It's not the right time to change jobs. Let's wait for next quarter, when hiring picks up. (guilty)
It's the holidays, I'll start my diet next week. (also guilty)
Squid Games season 2 just dropped! I'll fix my sleep schedule tomorrow. (ok, definitely guilty)
I'll spare you a pseudo-intellectual analysis of the psychology of goal setting, but the long and short of it is simply that goals make you feel like you achieved something before you ever actually do. It's a way of feeding our neurological desire for accomplishment without having to actually, well, accomplish anything.
I've been conducting a personal annual review every year since high school. They've been moderately successful, all considered. This practice has guided me throughout my teens and twenties. Every year I learn something new about how to effectively set goals for myself—don't overdo it, don't plan too far ahead, and a bunch of other trivialities you're probably tired of reading about in Medium articles.
I'm usually rushing around in a flurry during the holidays, locking myself in my room in self-proclaimed "monk mode" the day after Christmas while I reflect, brainstorm, dream. Several days later I emerge with an elaborate spreadsheet and a newfound sense of hope. Then it's twelve months of tick, check, tick, check, until it's time to do it all over again.
There's nothing wrong with this, to be clear. Goals are not inherently bad. But they can be a distraction. Especially if you struggle with the whole "living in the moment" thing like most of us do.
I've spent the entirety of the past three months wrapped in a cocoon of stillness, doing little more than reflecting on what it means to live in the present. And my conclusion so far is that it's really, really difficult. Even if you occasionally find yourself able to do it, the chaotic pull of regretting, planning, daydreaming, and hurrying are waiting to draw you back in like a magnet.
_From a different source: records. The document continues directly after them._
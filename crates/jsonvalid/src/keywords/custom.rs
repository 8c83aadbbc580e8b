//! Support for user-defined keywords.
use serde_json::{Map, Value};

use crate::{
    accumulator::Offending,
    compiler,
    error::ViolationKind,
    keywords::CompilationResult,
    paths::{LazyLocation, Location},
    validator::{Validate, ValidationContext},
    SchemaError,
};

/// Trait that allows implementing custom validation for keywords.
pub trait Keyword: Send + Sync {
    /// Validate `instance`.
    ///
    /// # Errors
    ///
    /// Returns the violation message, reported as [`crate::ViolationKind::Custom`].
    fn validate(&self, instance: &Value) -> Result<(), String>;

    /// Check whether `instance` is valid.
    fn is_valid(&self, instance: &Value) -> bool {
        self.validate(instance).is_ok()
    }
}

/// Builds a [`Keyword`] from the schema object containing it, the keyword value and its location.
pub trait KeywordFactory: Send + Sync {
    /// # Errors
    ///
    /// Returns a [`SchemaError`] if the keyword value is malformed.
    fn init(
        &self,
        parent: &Map<String, Value>,
        value: &Value,
        location: Location,
    ) -> Result<Box<dyn Keyword>, SchemaError>;
}

impl<F> KeywordFactory for F
where
    F: Fn(&Map<String, Value>, &Value, Location) -> Result<Box<dyn Keyword>, SchemaError>
        + Send
        + Sync,
{
    fn init(
        &self,
        parent: &Map<String, Value>,
        value: &Value,
        location: Location,
    ) -> Result<Box<dyn Keyword>, SchemaError> {
        self(parent, value, location)
    }
}

pub(crate) struct CustomKeyword {
    inner: Box<dyn Keyword>,
    location: Location,
}

impl Validate for CustomKeyword {
    fn validate<'s>(
        &'s self,
        instance: &Value,
        location: &LazyLocation,
        ctx: &mut ValidationContext<'s>,
    ) {
        if let Err(message) = self.inner.validate(instance) {
            ctx.report(
                location,
                ViolationKind::Custom(message),
                Offending::Value(instance),
                &self.location,
            );
        }
    }
}

pub(crate) fn compile<'a>(
    ctx: &compiler::Context<'a>,
    factory: &dyn KeywordFactory,
    parent: &'a Map<String, Value>,
    keyword: &str,
    value: &'a Value,
) -> CompilationResult {
    let location = ctx.location().join(keyword);
    let inner = factory.init(parent, value, location.clone())?;
    Ok(Box::new(CustomKeyword { inner, location }))
}
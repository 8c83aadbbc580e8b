use serde_json::{Map, Value};

use crate::{
    accumulator::Offending,
    compiler,
    error::ViolationKind,
    keywords::CompilationResult,
    node::SchemaNode,
    paths::{LazyLocation, Location},
    validator::{Validate, ValidationContext},
};

pub(crate) struct NotValidator {
    node: SchemaNode,
    location: Location,
}

impl NotValidator {
    #[inline]
    pub(crate) fn compile<'a>(ctx: &compiler::Context<'a>, schema: &'a Value) -> CompilationResult {
        let ctx = ctx.new_at_location("not");
        Ok(Box::new(NotValidator {
            node: compiler::compile(&ctx, schema)?,
            location: ctx.location().clone(),
        }))
    }
}

impl Validate for NotValidator {
    fn validate<'s>(
        &'s self,
        instance: &Value,
        location: &LazyLocation,
        ctx: &mut ValidationContext<'s>,
    ) {
        if self.node.is_valid(instance, ctx) {
            ctx.report(
                location,
                ViolationKind::Not,
                Offending::Value(instance),
                &self.location,
            );
        }
    }
}

#[inline]
pub(crate) fn compile<'a>(
    ctx: &compiler::Context<'a>,
    _: &'a Map<String, Value>,
    schema: &'a Value,
) -> Option<CompilationResult> {
    Some(NotValidator::compile(ctx, schema))
}
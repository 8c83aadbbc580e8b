//! A compiler of JSON schemas into reusable validators.
//!
//! A schema is compiled once into a [`Validator`], which can then check any number of
//! instances. Besides plain validation, a validator can run in a mutating mode that strips
//! properties rejected by `additionalProperties: false` and fills absent fields with their
//! declared `default`.
//!
//! # Validation
//!
//! ```rust
//! use serde_json::json;
//!
//! let schema = json!({
//!     "required": true,
//!     "type": "object",
//!     "properties": {
//!         "hello": {"type": "string", "required": true}
//!     }
//! });
//! let validator = jsonvalid::validator_for(&schema).expect("Invalid schema");
//!
//! assert!(validator.is_valid(&json!({"hello": "world"})));
//!
//! let errors = validator.validate(&json!({"hello": 100})).expect_err("Should fail");
//! assert_eq!(errors.to_string(), "data.hello is the wrong type");
//! ```
//!
//! # Configuration
//!
//! Formats, external schemas for `$ref`, custom keywords and the output mode are configured
//! through [`ValidationOptions`]:
//!
//! ```rust
//! use serde_json::json;
//!
//! let validator = jsonvalid::options()
//!     .with_schema("definitions.json", json!({"sex": {"enum": ["male", "female"]}}))
//!     .verbose(true)
//!     .build(&json!({"properties": {"sex": {"$ref": "definitions.json#/sex"}}}))
//!     .expect("Invalid schema");
//!
//! let errors = validator.validate(&json!({"sex": "other"})).expect_err("Should fail");
//! assert_eq!(errors[0].field, "data.sex");
//! assert_eq!(errors[0].schema_path.as_ref().map(|path| path.as_str()), Some("/properties/sex/$ref"));
//! ```
//!
//! # Filtering
//!
//! ```rust
//! use serde_json::json;
//!
//! let schema = json!({
//!     "additionalProperties": false,
//!     "properties": {"name": {"type": "string"}, "role": {"default": "user"}}
//! });
//! let filtered = jsonvalid::filter(&schema, json!({"name": "a", "token": "secret"}))
//!     .expect("Invalid schema");
//!
//! assert_eq!(filtered, json!({"name": "a", "role": "user"}));
//! ```
mod accumulator;
mod compiler;
mod error;
mod ext;
mod formats;
mod keywords;
mod node;
mod options;
mod paths;
mod regex;
#[cfg(test)]
mod tests_util;
mod types;
mod validator;

pub use error::{SchemaError, SchemaErrorKind, ValidationErrors, Violation, ViolationKind};
pub use keywords::custom::{Keyword, KeywordFactory};
pub use options::ValidationOptions;
pub use paths::Location;
pub use types::{JsonType, JsonTypeSet};
pub use validator::Validator;

use serde_json::Value;

/// Create a validator for `schema` with default options.
///
/// # Errors
///
/// Returns an error if the schema is malformed, see [`ValidationOptions::build`].
pub fn validator_for(schema: &Value) -> Result<Validator, SchemaError> {
    options().build(schema)
}

/// Create a builder for configuring a validator.
///
/// ```rust
/// use serde_json::json;
///
/// let validator = jsonvalid::options()
///     .greedy(true)
///     .build(&json!({"required": ["a"], "properties": {"b": {"type": "string"}}}))
///     .expect("Invalid schema");
///
/// let errors = validator.validate(&json!({"b": 1})).expect_err("Should fail");
/// assert_eq!(errors.len(), 2);
/// ```
#[must_use]
pub fn options() -> ValidationOptions {
    Validator::options()
}

/// A shortcut for validating `instance` against `schema`.
///
/// ```rust
/// use serde_json::json;
///
/// assert!(jsonvalid::is_valid(&json!({"maxLength": 5}), &json!("foo")));
/// ```
///
/// # Panics
///
/// This function panics if an invalid schema is passed.
#[must_use]
#[inline]
pub fn is_valid(schema: &Value, instance: &Value) -> bool {
    validator_for(schema)
        .expect("Invalid schema")
        .is_valid(instance)
}

/// Validate `instance` against `schema` and collect every violation.
///
/// # Errors
///
/// Returns the violations if `instance` does not match `schema`.
///
/// # Panics
///
/// This function panics if an invalid schema is passed.
#[inline]
pub fn validate(schema: &Value, instance: &Value) -> Result<(), ValidationErrors> {
    validator_for(schema)
        .expect("Invalid schema")
        .validate(instance)
}

/// Strip properties rejected by `additionalProperties: false` from `instance` and fill in
/// declared defaults.
///
/// The filtered value is returned whether or not it matches the rest of the schema.
///
/// # Errors
///
/// Returns an error if the schema is malformed.
pub fn filter(schema: &Value, mut instance: Value) -> Result<Value, SchemaError> {
    let validator = options().should_filter(true).build(schema)?;
    let _ = validator.validate_mut(&mut instance);
    Ok(instance)
}
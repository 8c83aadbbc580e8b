use serde_json::{Map, Value};

use crate::{
    accumulator::Offending,
    compiler,
    error::ViolationKind,
    keywords::{helpers, CompilationResult},
    paths::{LazyLocation, Location},
    validator::{Validate, ValidationContext},
};

pub(crate) struct MaxLengthValidator {
    limit: u64,
    location: Location,
}

impl MaxLengthValidator {
    #[inline]
    pub(crate) fn compile(ctx: &compiler::Context, schema: &Value) -> CompilationResult {
        let limit = helpers::compile_size(ctx, "maxLength", schema)?;
        Ok(Box::new(MaxLengthValidator {
            limit,
            location: ctx.location().join("maxLength"),
        }))
    }
}

impl Validate for MaxLengthValidator {
    fn validate<'s>(
        &'s self,
        instance: &Value,
        location: &LazyLocation,
        ctx: &mut ValidationContext<'s>,
    ) {
        if let Value::String(item) = instance {
            if (bytecount::num_chars(item.as_bytes()) as u64) > self.limit {
                ctx.report(
                    location,
                    ViolationKind::MaxLength,
                    Offending::Value(instance),
                    &self.location,
                );
            }
        }
    }
}

#[inline]
pub(crate) fn compile<'a>(
    ctx: &compiler::Context<'a>,
    _: &'a Map<String, Value>,
    schema: &'a Value,
) -> Option<CompilationResult> {
    Some(MaxLengthValidator::compile(ctx, schema))
}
This past week I felt that old familiar sense of crunch, pressed to find enough time to plan out my 2025 before the proverbial ringing-in of the new year. I'm almost superstitiously attached to the idea of clearing away the old to make room for the new, and I attributed this unsettling anxiety to my usual desire to have things "figured out" by December 31st.
But I woke up one morning this week with a new thought, barely a whisper yet deeply unsettling:
I don't want to set goals this year.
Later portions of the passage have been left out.